At the same time, Hessler and his wife put their daughters into third grade, where the entire family got an education in Chinese ways of schooling. He recounts it all in beautiful prose in Other Rivers.
Hessler characterises his Fuling students as being part of the “Reform Generation”. They were toddlers when Deng Xiaoping opened up the economy in 1978, bringing about tremendous social changes. More than a quarter of a billion rural Chinese have since moved to the cities and even more – almost 800 million – lifted themselves out of poverty.
In Fuling in 1996, many students had only one set of clothes and some ate only one meal a day. Many of his students found wealth and status by going into business, from opening cellphone stores to retrofitting old buildings with elevators.
“They were in many ways a blessed generation. The Reform years had taught them how to be pragmatic, resourceful and fearless, and even the ones who had been dealt a difficult hand seemed to make the best of the situation,” Hessler writes.
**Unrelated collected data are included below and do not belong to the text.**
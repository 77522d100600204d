//! Serialization through html5ever's HTML serializer.
//!
//! The owned tree implements [`Serialize`], so escaping, void elements and
//! raw-text parents (`<script>`, `<style>`, ...) follow the serializer's
//! canonical rules.

use std::io;

use html5ever::QualName;
use html5ever::serialize::{Serialize, SerializeOpts, Serializer, TraversalScope, serialize};

use crate::dom::{Document, Node};
use crate::error::RewriteError;

impl Serialize for Document {
    fn serialize<S: Serializer>(
        &self,
        serializer: &mut S,
        _traversal_scope: TraversalScope,
    ) -> io::Result<()> {
        // The document node has no markup of its own.
        write_nodes(&self.children, serializer)
    }
}

/// Serializer work item; the walk keeps its own stack.
enum Step<'a> {
    Open(&'a Node),
    Close(&'a QualName),
}

fn write_nodes<S: Serializer>(nodes: &[Node], serializer: &mut S) -> io::Result<()> {
    let mut steps: Vec<Step<'_>> = nodes.iter().rev().map(Step::Open).collect();

    while let Some(step) = steps.pop() {
        match step {
            Step::Close(name) => serializer.end_elem(name.clone())?,
            Step::Open(Node::Doctype(name)) => serializer.write_doctype(name)?,
            Step::Open(Node::Text(text)) => serializer.write_text(text)?,
            Step::Open(Node::Comment(text)) => serializer.write_comment(text)?,
            Step::Open(Node::Element(element)) => {
                let attrs = element
                    .attrs
                    .iter()
                    .map(|attr| (&attr.name, attr.value.as_str()));
                serializer.start_elem(element.name.clone(), attrs)?;
                steps.push(Step::Close(&element.name));
                steps.extend(element.children.iter().rev().map(Step::Open));
            }
        }
    }
    Ok(())
}

impl Document {
    pub fn to_html(&self) -> Result<String, RewriteError> {
        let mut bytes = Vec::new();
        let opts = SerializeOpts {
            traversal_scope: TraversalScope::ChildrenOnly(None),
            ..SerializeOpts::default()
        };
        serialize(&mut bytes, self, opts)?;
        Ok(String::from_utf8(bytes)?)
    }
}
//! HTML rewriting policy for the plainview proxy.
//!
//! A page goes through three steps:
//!
//! - parse into an owned [`Document`] (html5ever, lenient)
//! - [`strip_active_content`]: drop `<script>`, `<style>` and every
//!   `<link>` that is not a stylesheet
//! - [`apply_link_quota`]: keep at most `link_quota` live links per run
//!   between structural boundaries, stripping `href` from the rest
//!
//! and is serialized back to HTML. Removal runs to completion before the
//! quota pass, so deleted nodes are never counted.
//!
//! ```rust
//! use plainview_rewrite::Rewriter;
//!
//! let out = Rewriter::default()
//!     .rewrite(r#"<script>x()</script><a href="1">1</a><a href="2">2</a><a href="3">3</a><a href="4">4</a>"#)
//!     .unwrap();
//!
//! assert!(!out.html.contains("<script>"));
//! assert!(out.html.contains(r#"<a href="3">3</a><a>4</a>"#));
//! assert_eq!(out.stats.removed, 1);
//! assert_eq!(out.stats.defanged, 1);
//! ```

mod dom;
mod error;
mod parse;
mod quota;
mod serialize;
mod strip;

pub use dom::{Attr, Document, Element, Elements, HTML_NAMESPACE, Node};
pub use error::RewriteError;
pub use quota::{DEFAULT_LINK_QUOTA, RESET_TAGS, apply_link_quota};
pub use strip::strip_active_content;

#[derive(Debug, Clone, Copy, PartialEq, Eq)]
pub struct RewritePolicy {
    /// Live links allowed between two structural boundaries.
    pub link_quota: usize,
}

impl Default for RewritePolicy {
    fn default() -> Self {
        Self {
            link_quota: DEFAULT_LINK_QUOTA,
        }
    }
}

#[derive(Debug, Clone, Copy, Default, PartialEq, Eq)]
pub struct RewriteStats {
    /// Subtrees deleted by the removal pass.
    pub removed: usize,
    /// Links that lost their `href`.
    pub defanged: usize,
}

#[derive(Debug, Clone)]
pub struct Rewritten {
    pub html: String,
    pub stats: RewriteStats,
}

/// Stateless; one instance can serve any number of documents concurrently.
#[derive(Debug, Clone, Copy, Default)]
pub struct Rewriter {
    policy: RewritePolicy,
}

impl Rewriter {
    pub fn new(policy: RewritePolicy) -> Self {
        Self { policy }
    }

    pub fn policy(&self) -> RewritePolicy {
        self.policy
    }

    /// Run both passes over an already parsed document.
    pub fn apply(&self, document: &mut Document) -> RewriteStats {
        let removed = strip_active_content(document);
        let defanged = apply_link_quota(document, self.policy.link_quota);
        RewriteStats { removed, defanged }
    }

    /// Parse, rewrite and serialize a page.
    pub fn rewrite(&self, html: &str) -> Result<Rewritten, RewriteError> {
        let mut document = Document::parse(html);
        let stats = self.apply(&mut document);
        let out = document.to_html()?;

        tracing::debug!(
            input_len = html.len(),
            output_len = out.len(),
            removed = stats.removed,
            defanged = stats.defanged,
            link_quota = self.policy.link_quota,
            "rewrite.done"
        );
        Ok(Rewritten { html: out, stats })
    }
}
Compare them to the students he encounters in 2019, whom he calls “Generation Xi” because they grew up entirely under the authority of Xi Jinping, who became China’s top leader in 2013.
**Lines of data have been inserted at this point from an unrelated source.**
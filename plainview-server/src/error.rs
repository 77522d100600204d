use axum::extract::rejection::PathRejection;
use axum::http::StatusCode;
use axum::response::{Html, IntoResponse, Response};
use plainview_http::HttpError;
use plainview_rewrite::{Document, Element, RewriteError};
use thiserror::Error;
use tokio::task::JoinError;

const ERROR_HEADING: &str = "Error fetching page";

/// Anything that can go wrong between receiving a target and sending the
/// rewritten page. All variants render the same error page.
#[derive(Debug, Error)]
pub enum ProxyError {
    #[error("invalid target: {0}")]
    Target(#[from] PathRejection),
    #[error(transparent)]
    Fetch(#[from] HttpError),
    #[error(transparent)]
    Rewrite(#[from] RewriteError),
    #[error("rewrite task failed: {0}")]
    Task(#[from] JoinError),
}

impl IntoResponse for ProxyError {
    fn into_response(self) -> Response {
        let message = self.to_string();
        tracing::warn!(error = %message, "proxy.failed");
        (StatusCode::INTERNAL_SERVER_ERROR, Html(error_page(&message))).into_response()
    }
}

/// Heading plus one paragraph carrying `message`, HTML-escaped.
///
/// ```
/// let page = plainview_server::error_page("bad <host> & co");
/// assert_eq!(
///     page,
///     "<h1>Error fetching page</h1><p>bad &lt;host&gt; &amp; co</p>"
/// );
/// ```
pub fn error_page(message: &str) -> String {
    let doc = Document::default()
        .with_child(Element::html("h1").with_child(ERROR_HEADING))
        .with_child(Element::html("p").with_child(message));
    doc.to_html()
        .unwrap_or_else(|_| format!("<h1>{ERROR_HEADING}</h1>"))
}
At Sichuan, Hessler was teaching kids in US$450 sneakers. The parking lot under the university’s College of Marxism contained a BMW and five Mercedes. Yet for all the social and economic change, he wondered, how had the political environment not become more open, too?
Under Xi, China has become steadily more restrictive and repressive. Public servants must study “Xi Jinping Thought”, civil society has been greatly diminished, and China has established an entirely separate and heavily censored internet.
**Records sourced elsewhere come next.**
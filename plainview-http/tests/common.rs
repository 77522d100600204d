use std::sync::OnceLock;

use plainview_common::observability::{LogConfig, LogFormat};

static INIT_PATH: OnceLock<std::path::PathBuf> = OnceLock::new();

pub fn init_test_tracing() {
    let _ = INIT_PATH.get_or_init(|| {
        let config = LogConfig {
            app_name: "plainview-tests",
            log_dir: Some(std::env::temp_dir().join("plainview-tests")),
            emit_stderr: true,
            format: if std::env::var("PLAINVIEW_LOG_FORMAT")
                .map(|raw| raw.trim().eq_ignore_ascii_case("json"))
                .unwrap_or(false)
            {
                LogFormat::Json
            } else {
                LogFormat::Text
            },
            default_filter: "debug".to_string(),
        };

        plainview_common::observability::init_logging(config).unwrap_or_default()
    });
}
use plainview_rewrite::{
    Document, Element, RESET_TAGS, RewritePolicy, Rewriter, apply_link_quota, strip_active_content,
};

fn rewrite(html: &str) -> Document {
    let out = Rewriter::default().rewrite(html).expect("rewrite");
    Document::parse(&out.html)
}

fn hrefs(doc: &Document) -> Vec<Option<String>> {
    doc.find_all("a")
        .map(|a| a.attr("href").map(str::to_string))
        .collect()
}

/// Longest run of live links between two reset elements, in document order.
fn longest_live_run(doc: &Document) -> usize {
    let mut run = 0;
    let mut longest = 0;
    for element in doc.elements() {
        if element.tag() == "a" && element.attr("href").is_some() {
            run += 1;
            longest = longest.max(run);
        } else if RESET_TAGS.contains(&element.tag()) {
            run = 0;
        }
    }
    longest
}

#[test]
fn scenario_script_removed_and_fourth_link_defanged() {
    let doc = rewrite(
        r#"<script>x</script><p>t</p><a href="1">1</a><a href="2">2</a><a href="3">3</a><a href="4">4</a>"#,
    );
    assert_eq!(doc.find_all("script").count(), 0);
    assert_eq!(
        hrefs(&doc),
        [
            Some("1".to_string()),
            Some("2".to_string()),
            Some("3".to_string()),
            None
        ]
    );
}

#[test]
fn scenario_heading_resets_before_fourth_link() {
    let doc = rewrite(
        r#"<a href="1">1</a><a href="2">2</a><a href="3">3</a><h2>X</h2><a href="4">4</a>"#,
    );
    assert!(hrefs(&doc).iter().all(Option::is_some));
    assert_eq!(doc.find_all("a").count(), 4);
}

#[test]
fn removal_is_idempotent() {
    let mut doc = Document::parse(
        r#"<html><head><script>a</script><style>b</style><link rel="icon" href="i">
           <link rel="stylesheet" href="s.css"></head>
           <body><div><script>c</script><noscript>n</noscript></div></body></html>"#,
    );
    assert_eq!(strip_active_content(&mut doc), 4);
    let html = doc.to_html().unwrap();

    let mut reparsed = Document::parse(&html);
    assert_eq!(strip_active_content(&mut reparsed), 0);
    assert_eq!(reparsed.find_all("link").count(), 1);
}

#[test]
fn stylesheet_link_survives_unmodified_and_icon_is_removed() {
    let out = Rewriter::default()
        .rewrite(r#"<head><link rel="stylesheet" href="a.css"><link rel="icon" href="b.ico"></head>"#)
        .unwrap();
    assert!(out.html.contains(r#"<link rel="stylesheet" href="a.css">"#));
    assert!(!out.html.contains("b.ico"));
    assert_eq!(out.stats.removed, 1);
}

#[test]
fn paragraph_between_third_and_fourth_link_keeps_fourth_live() {
    let without = rewrite(r#"<a href="1">1</a><a href="2">2</a><a href="3">3</a><a href="4">4</a>"#);
    assert_eq!(hrefs(&without)[3], None);

    let with = rewrite(
        r#"<a href="1">1</a><a href="2">2</a><a href="3">3</a><p></p><a href="4">4</a>"#,
    );
    assert_eq!(hrefs(&with)[3].as_deref(), Some("4"));
}

#[test]
fn wrapping_in_containers_does_not_change_the_quota() {
    let flat = rewrite(
        r#"<a href="1">1</a><a href="2">2</a><a href="3">3</a><a href="4">4</a><a href="5">5</a>"#,
    );
    let wrapped = rewrite(
        r#"<nav><div><ul>
             <li><span><a href="1">1</a></span></li>
             <li><a href="2">2</a></li>
           </ul></div><ol><li><a href="3">3</a></li><li><a href="4">4</a></li></ol>
           <div><a href="5">5</a></div></nav>"#,
    );
    assert_eq!(hrefs(&flat), hrefs(&wrapped));
}

#[test]
fn live_runs_never_exceed_quota() {
    let page = r#"<!DOCTYPE html>
<html><head><title>t</title><script>track()</script></head>
<body>
  <header><nav><a href="/">Home</a> | <a href="/news">News</a> | <a href="/sport">Sport</a>
    | <a href="/weather">Weather</a> | <a href="/shop">Shop</a></nav></header>
  <main>
    <article><h1>Title</h1>
      <p>Intro with <a href="/ref1">a ref</a> and <a href="/ref2">another</a>.</p>
      <ul><li><a href="/x1">x1</a></li><li><a href="/x2">x2</a></li><li><a href="/x3">x3</a></li>
          <li><a href="/x4">x4</a></li></ul>
      <img src="pic.png" alt="pic"><a href="/after-img">after</a>
      <table><tr><td><a href="/t1">t1</a><a href="/t2">t2</a><a href="/t3">t3</a><a href="/t4">t4</a></td></tr></table>
    </article>
  </main>
  <footer><a href="/a">a</a><a href="/b">b</a><a href="/c">c</a><a href="/d">d</a><a href="/e">e</a>
    <hr><a href="/legal">legal</a></footer>
</body></html>"#;

    let doc = rewrite(page);
    assert!(longest_live_run(&doc) <= 3);
    assert_eq!(doc.find_all("script").count(), 0);
    assert_eq!(doc.find_all("a").count(), 22);

    let live: Vec<String> = doc
        .find_all("a")
        .filter(|a| a.attr("href").is_some())
        .map(Element::text_content)
        .collect();
    assert_eq!(
        live,
        [
            "Home", "News", "Sport", "a ref", "another", "x1", "after", "t1", "t2", "t3",
            "legal"
        ]
    );
}

#[test]
fn text_and_other_attributes_survive_defanging() {
    let out = Rewriter::default()
        .rewrite(r#"<a href="1">1</a><a href="2">2</a><a href="3">3</a><a id="four" href="4" title="t">four &amp; more</a>"#)
        .unwrap();
    assert!(out.html.contains(r#"<a id="four" title="t">four &amp; more</a>"#));
    assert_eq!(out.stats.defanged, 1);
}

#[test]
fn custom_policy_is_honoured() {
    let rewriter = Rewriter::new(RewritePolicy { link_quota: 1 });
    let out = rewriter
        .rewrite(r#"<a href="1">1</a><a href="2">2</a><br><a href="3">3</a>"#)
        .unwrap();
    assert_eq!(out.stats.defanged, 1);
    assert!(out.html.contains(r#"<a>2</a><br><a href="3">3</a>"#));
}

#[test]
fn apply_matches_the_individual_passes() {
    let html = r#"<style>x</style><a href="1">1</a><link rel="preload"><a href="2">2</a><a href="3">3</a><a href="4">4</a>"#;

    let mut by_rewriter = Document::parse(html);
    let stats = Rewriter::default().apply(&mut by_rewriter);

    let mut by_hand = Document::parse(html);
    let removed = strip_active_content(&mut by_hand);
    let defanged = apply_link_quota(&mut by_hand, 3);

    assert_eq!(by_rewriter, by_hand);
    assert_eq!((stats.removed, stats.defanged), (removed, defanged));
}

#[test]
fn comments_are_passed_through() {
    let out = Rewriter::default()
        .rewrite("<body><!-- keep me --><p>x</p></body>")
        .unwrap();
    assert!(out.html.contains("<!-- keep me -->"));
}

#[test]
fn deeply_nested_page_is_rewritten_on_a_small_stack() {
    const DEPTH: usize = 20_000;
    // Matches the default stack of a tokio blocking-pool thread.
    let worker = std::thread::Builder::new()
        .stack_size(2 << 20)
        .spawn(|| {
            let html = format!(
                r#"{}<script>x</script><a href="1">1</a><a href="2">2</a><a href="3">3</a><a href="4">4</a>"#,
                "<div>".repeat(DEPTH)
            );
            Rewriter::default().rewrite(&html)
        })
        .expect("spawn worker");

    let out = worker
        .join()
        .expect("worker finished without overflowing")
        .expect("rewrite");
    assert_eq!(out.stats.removed, 1);
    assert_eq!(out.stats.defanged, 1);
    assert_eq!(out.html.matches("<div>").count(), DEPTH);
    assert!(out.html.contains(r#"<a href="3">3</a><a>4</a>"#));
}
This restricted climate is palpable to Hessler, even as a university teacher. There were cameras in every classroom, potentially recording his every word. Positively Orwellian. But who needs cameras when students reported professors for perceived political transgressions?
Yet most young Chinese Hessler encountered on his return to China were not particularly nationalistic or worried about state control. “The students feared one another – they worried about all the other talented young people who were also striving for grades and jobs,” he writes.
Indeed, life has become less clear cut. For the Reform Generation, the path was obvious, if formidable: get educated, move to the city, escape poverty.
Generation Xi still believe in education but feel a sense of hopelessness, especially in the economic malaise that has lingered after the Covid pandemic. The competition is too great, the prospect of the hamster wheel too depressing. May as well lie flat.
Today, the problem is much more fundamental, Hessler writes – something about the Chinese system needs to change.
Yet his students, old and new, are hardly burning with desire for change. When he asked his former students in 2017 if China should become a multiparty democracy, 73% said no.
“We have seen America with multiparty, but you have elected the worst president in human’s history,” one respondent wrote in the first year of Donald Trump’s tenure.
This bigger question about the lack of political change is one that continues to confound. There are no easy answers, but Hessler’s great gift is in bringing humanity to coverage of a country that is increasingly viewed only as an economic bully and military aggressor.
This is in large part Xi’s doing. There are far fewer foreign correspondents allowed in the country now – Hessler’s visa was not renewed after he resumed writing for the New Yorker during Covid – but through his longstanding relationships and clear affection for his students, he paints a portrait of two generations that is nuanced and complicated. Some of them are funny, others cynical. Some ambitious hustlers, others dreamers. They are three-dimensional humans, all just trying to get by. That is a view of China we don’t get to see as often any more, making us all the worse off as we try to understand a country that is a part of our everyday life.
Other Rivers: A Chinese Education, by Peter Hessler (Allen & Unwin, $39.99). is out now.
Anna Fifield is the Asia-Pacific editor and a former Beijing bureau chief for the Washington Post.